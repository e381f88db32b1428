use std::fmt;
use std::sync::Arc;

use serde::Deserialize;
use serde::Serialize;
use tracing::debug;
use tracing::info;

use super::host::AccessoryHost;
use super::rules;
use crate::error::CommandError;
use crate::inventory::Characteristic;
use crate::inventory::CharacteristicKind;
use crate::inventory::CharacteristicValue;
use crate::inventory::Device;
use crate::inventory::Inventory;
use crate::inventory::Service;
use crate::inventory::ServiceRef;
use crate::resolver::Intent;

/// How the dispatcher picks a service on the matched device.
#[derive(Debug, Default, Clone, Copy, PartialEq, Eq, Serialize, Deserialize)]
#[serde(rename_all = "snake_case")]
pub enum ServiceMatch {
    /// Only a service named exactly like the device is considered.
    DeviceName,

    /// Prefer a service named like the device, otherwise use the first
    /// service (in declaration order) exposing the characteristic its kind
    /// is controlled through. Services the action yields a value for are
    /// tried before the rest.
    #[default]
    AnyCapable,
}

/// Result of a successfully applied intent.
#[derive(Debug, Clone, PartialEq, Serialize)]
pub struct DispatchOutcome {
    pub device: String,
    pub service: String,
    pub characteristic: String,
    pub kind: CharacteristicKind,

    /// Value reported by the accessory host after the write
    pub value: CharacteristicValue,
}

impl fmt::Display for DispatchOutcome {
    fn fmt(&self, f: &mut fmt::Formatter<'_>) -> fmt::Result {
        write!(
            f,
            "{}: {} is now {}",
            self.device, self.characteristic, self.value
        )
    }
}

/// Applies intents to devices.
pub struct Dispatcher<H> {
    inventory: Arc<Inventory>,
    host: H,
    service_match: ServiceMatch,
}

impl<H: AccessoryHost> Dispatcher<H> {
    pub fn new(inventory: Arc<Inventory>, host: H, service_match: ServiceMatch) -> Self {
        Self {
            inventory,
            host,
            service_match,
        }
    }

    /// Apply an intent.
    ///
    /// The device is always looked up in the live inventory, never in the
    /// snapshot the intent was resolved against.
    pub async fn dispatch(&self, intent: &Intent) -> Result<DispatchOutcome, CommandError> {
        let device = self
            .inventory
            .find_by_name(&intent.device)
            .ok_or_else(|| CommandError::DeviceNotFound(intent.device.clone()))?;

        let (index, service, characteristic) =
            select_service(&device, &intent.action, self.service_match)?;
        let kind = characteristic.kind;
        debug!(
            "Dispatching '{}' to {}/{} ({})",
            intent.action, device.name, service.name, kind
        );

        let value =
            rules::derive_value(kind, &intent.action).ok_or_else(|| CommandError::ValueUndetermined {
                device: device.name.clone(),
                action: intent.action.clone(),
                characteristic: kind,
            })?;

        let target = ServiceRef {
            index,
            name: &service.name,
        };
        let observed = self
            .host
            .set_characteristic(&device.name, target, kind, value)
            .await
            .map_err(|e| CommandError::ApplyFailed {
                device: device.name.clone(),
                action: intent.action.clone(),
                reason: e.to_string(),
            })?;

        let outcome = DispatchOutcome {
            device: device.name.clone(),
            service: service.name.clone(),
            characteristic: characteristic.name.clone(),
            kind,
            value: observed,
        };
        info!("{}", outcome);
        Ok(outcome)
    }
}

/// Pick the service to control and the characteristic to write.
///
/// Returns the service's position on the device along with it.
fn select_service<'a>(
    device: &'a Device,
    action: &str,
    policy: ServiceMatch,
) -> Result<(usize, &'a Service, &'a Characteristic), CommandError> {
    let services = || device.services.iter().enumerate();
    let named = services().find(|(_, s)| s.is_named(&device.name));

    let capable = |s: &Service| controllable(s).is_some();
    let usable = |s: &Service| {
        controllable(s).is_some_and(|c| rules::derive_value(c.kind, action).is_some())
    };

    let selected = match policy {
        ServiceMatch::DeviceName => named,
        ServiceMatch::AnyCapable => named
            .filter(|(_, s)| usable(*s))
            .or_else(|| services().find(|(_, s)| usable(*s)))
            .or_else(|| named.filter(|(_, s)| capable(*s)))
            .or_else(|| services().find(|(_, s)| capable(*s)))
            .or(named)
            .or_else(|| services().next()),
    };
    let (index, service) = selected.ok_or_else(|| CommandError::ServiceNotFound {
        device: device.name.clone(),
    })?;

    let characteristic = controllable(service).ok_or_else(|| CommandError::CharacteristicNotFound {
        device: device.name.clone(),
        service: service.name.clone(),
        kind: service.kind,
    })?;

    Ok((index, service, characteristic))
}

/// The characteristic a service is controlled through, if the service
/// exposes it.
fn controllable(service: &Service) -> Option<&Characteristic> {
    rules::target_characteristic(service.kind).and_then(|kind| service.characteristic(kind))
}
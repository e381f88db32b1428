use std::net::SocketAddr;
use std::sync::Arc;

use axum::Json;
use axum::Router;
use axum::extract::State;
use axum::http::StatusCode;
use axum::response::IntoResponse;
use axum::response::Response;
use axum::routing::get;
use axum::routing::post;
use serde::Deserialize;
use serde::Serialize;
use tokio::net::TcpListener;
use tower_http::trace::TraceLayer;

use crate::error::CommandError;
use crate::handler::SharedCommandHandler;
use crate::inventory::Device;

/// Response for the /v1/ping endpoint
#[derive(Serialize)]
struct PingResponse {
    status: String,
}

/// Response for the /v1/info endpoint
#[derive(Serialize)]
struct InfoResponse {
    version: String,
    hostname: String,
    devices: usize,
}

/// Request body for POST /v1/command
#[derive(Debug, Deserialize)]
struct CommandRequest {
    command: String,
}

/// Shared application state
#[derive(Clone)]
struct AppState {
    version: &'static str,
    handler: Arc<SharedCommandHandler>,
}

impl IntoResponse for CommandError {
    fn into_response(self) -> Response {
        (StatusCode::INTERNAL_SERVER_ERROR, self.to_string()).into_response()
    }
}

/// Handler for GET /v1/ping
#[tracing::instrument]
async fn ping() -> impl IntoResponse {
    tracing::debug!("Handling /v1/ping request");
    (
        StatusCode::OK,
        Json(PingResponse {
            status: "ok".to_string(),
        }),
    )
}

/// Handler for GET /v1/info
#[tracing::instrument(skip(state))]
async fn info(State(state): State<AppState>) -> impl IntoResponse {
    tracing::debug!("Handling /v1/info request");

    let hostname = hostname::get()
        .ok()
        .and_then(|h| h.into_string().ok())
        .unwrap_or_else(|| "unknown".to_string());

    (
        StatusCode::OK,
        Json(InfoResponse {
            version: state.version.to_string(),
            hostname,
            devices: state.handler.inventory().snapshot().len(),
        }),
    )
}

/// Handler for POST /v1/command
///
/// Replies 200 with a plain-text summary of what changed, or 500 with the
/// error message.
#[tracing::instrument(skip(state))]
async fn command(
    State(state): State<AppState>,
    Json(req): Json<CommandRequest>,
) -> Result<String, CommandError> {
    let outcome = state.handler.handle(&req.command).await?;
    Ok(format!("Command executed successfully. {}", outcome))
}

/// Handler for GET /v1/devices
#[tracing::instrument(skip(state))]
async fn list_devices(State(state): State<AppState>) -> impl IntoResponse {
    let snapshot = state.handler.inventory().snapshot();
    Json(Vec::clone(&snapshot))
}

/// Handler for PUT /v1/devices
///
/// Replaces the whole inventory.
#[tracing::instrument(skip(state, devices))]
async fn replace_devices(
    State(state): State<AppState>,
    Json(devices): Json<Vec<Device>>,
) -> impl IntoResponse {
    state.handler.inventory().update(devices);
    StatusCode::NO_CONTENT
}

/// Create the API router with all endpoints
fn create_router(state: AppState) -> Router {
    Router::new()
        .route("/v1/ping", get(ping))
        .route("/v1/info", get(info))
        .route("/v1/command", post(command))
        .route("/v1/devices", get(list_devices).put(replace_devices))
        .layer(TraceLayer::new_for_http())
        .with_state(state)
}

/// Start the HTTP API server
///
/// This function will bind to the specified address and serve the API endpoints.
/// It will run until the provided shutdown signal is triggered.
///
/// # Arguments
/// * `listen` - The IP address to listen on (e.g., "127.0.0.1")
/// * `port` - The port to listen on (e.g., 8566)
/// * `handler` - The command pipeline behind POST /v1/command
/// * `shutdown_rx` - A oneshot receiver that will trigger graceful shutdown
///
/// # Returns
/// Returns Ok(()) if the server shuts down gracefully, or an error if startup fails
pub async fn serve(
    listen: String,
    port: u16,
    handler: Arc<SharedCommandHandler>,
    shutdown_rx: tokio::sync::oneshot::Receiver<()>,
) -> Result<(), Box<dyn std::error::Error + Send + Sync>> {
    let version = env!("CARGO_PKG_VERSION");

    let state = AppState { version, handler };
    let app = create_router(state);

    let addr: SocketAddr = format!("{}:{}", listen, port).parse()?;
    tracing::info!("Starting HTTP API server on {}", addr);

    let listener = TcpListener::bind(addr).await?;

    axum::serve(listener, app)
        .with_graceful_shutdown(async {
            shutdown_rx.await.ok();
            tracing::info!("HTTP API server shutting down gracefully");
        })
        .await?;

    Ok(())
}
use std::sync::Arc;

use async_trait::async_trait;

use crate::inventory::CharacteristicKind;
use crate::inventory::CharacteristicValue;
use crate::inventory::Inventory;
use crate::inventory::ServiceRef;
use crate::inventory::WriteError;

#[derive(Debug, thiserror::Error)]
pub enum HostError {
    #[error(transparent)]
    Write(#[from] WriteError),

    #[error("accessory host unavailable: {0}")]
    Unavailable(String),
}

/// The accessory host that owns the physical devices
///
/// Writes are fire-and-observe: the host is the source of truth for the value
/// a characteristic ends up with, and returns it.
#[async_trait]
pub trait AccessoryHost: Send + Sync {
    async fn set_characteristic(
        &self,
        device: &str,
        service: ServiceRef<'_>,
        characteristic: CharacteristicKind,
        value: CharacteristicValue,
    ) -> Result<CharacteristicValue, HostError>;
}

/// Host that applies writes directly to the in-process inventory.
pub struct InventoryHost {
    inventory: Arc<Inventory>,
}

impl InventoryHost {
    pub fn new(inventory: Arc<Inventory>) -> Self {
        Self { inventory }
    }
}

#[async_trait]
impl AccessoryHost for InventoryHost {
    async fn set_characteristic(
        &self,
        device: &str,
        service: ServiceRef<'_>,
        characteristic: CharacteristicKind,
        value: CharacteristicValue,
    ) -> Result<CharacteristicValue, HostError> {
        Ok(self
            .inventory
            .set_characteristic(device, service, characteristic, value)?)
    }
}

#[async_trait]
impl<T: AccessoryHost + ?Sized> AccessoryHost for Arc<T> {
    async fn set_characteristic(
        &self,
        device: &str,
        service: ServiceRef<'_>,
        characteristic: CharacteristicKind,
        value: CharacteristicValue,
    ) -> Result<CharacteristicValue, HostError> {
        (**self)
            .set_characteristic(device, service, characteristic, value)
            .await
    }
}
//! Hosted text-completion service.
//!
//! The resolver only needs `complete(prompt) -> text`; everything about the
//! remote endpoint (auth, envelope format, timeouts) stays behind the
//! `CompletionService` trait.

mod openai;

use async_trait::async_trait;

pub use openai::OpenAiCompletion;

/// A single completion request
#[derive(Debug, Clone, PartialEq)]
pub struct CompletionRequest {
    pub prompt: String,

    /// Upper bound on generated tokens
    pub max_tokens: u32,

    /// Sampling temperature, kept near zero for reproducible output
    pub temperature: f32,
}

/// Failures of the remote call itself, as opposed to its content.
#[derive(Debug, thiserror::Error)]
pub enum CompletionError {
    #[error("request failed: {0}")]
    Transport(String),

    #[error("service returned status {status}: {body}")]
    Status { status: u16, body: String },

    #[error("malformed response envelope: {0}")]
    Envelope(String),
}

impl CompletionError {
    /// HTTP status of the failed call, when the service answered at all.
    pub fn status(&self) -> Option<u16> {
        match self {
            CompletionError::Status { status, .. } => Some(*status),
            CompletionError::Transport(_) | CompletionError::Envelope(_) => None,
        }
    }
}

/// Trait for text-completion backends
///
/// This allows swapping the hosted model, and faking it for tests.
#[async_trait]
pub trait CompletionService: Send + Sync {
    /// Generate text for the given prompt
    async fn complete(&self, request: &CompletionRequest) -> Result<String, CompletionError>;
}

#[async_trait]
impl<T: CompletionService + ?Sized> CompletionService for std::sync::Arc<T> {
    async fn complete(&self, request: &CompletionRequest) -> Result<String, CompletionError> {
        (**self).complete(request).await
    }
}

INSTRUCTIONS TO FOLLOW: Scan the material above for lines that contain the string "super", and copy each such line.

EXERCISE ANSWER:
use super::host::AccessoryHost;
use super::rules;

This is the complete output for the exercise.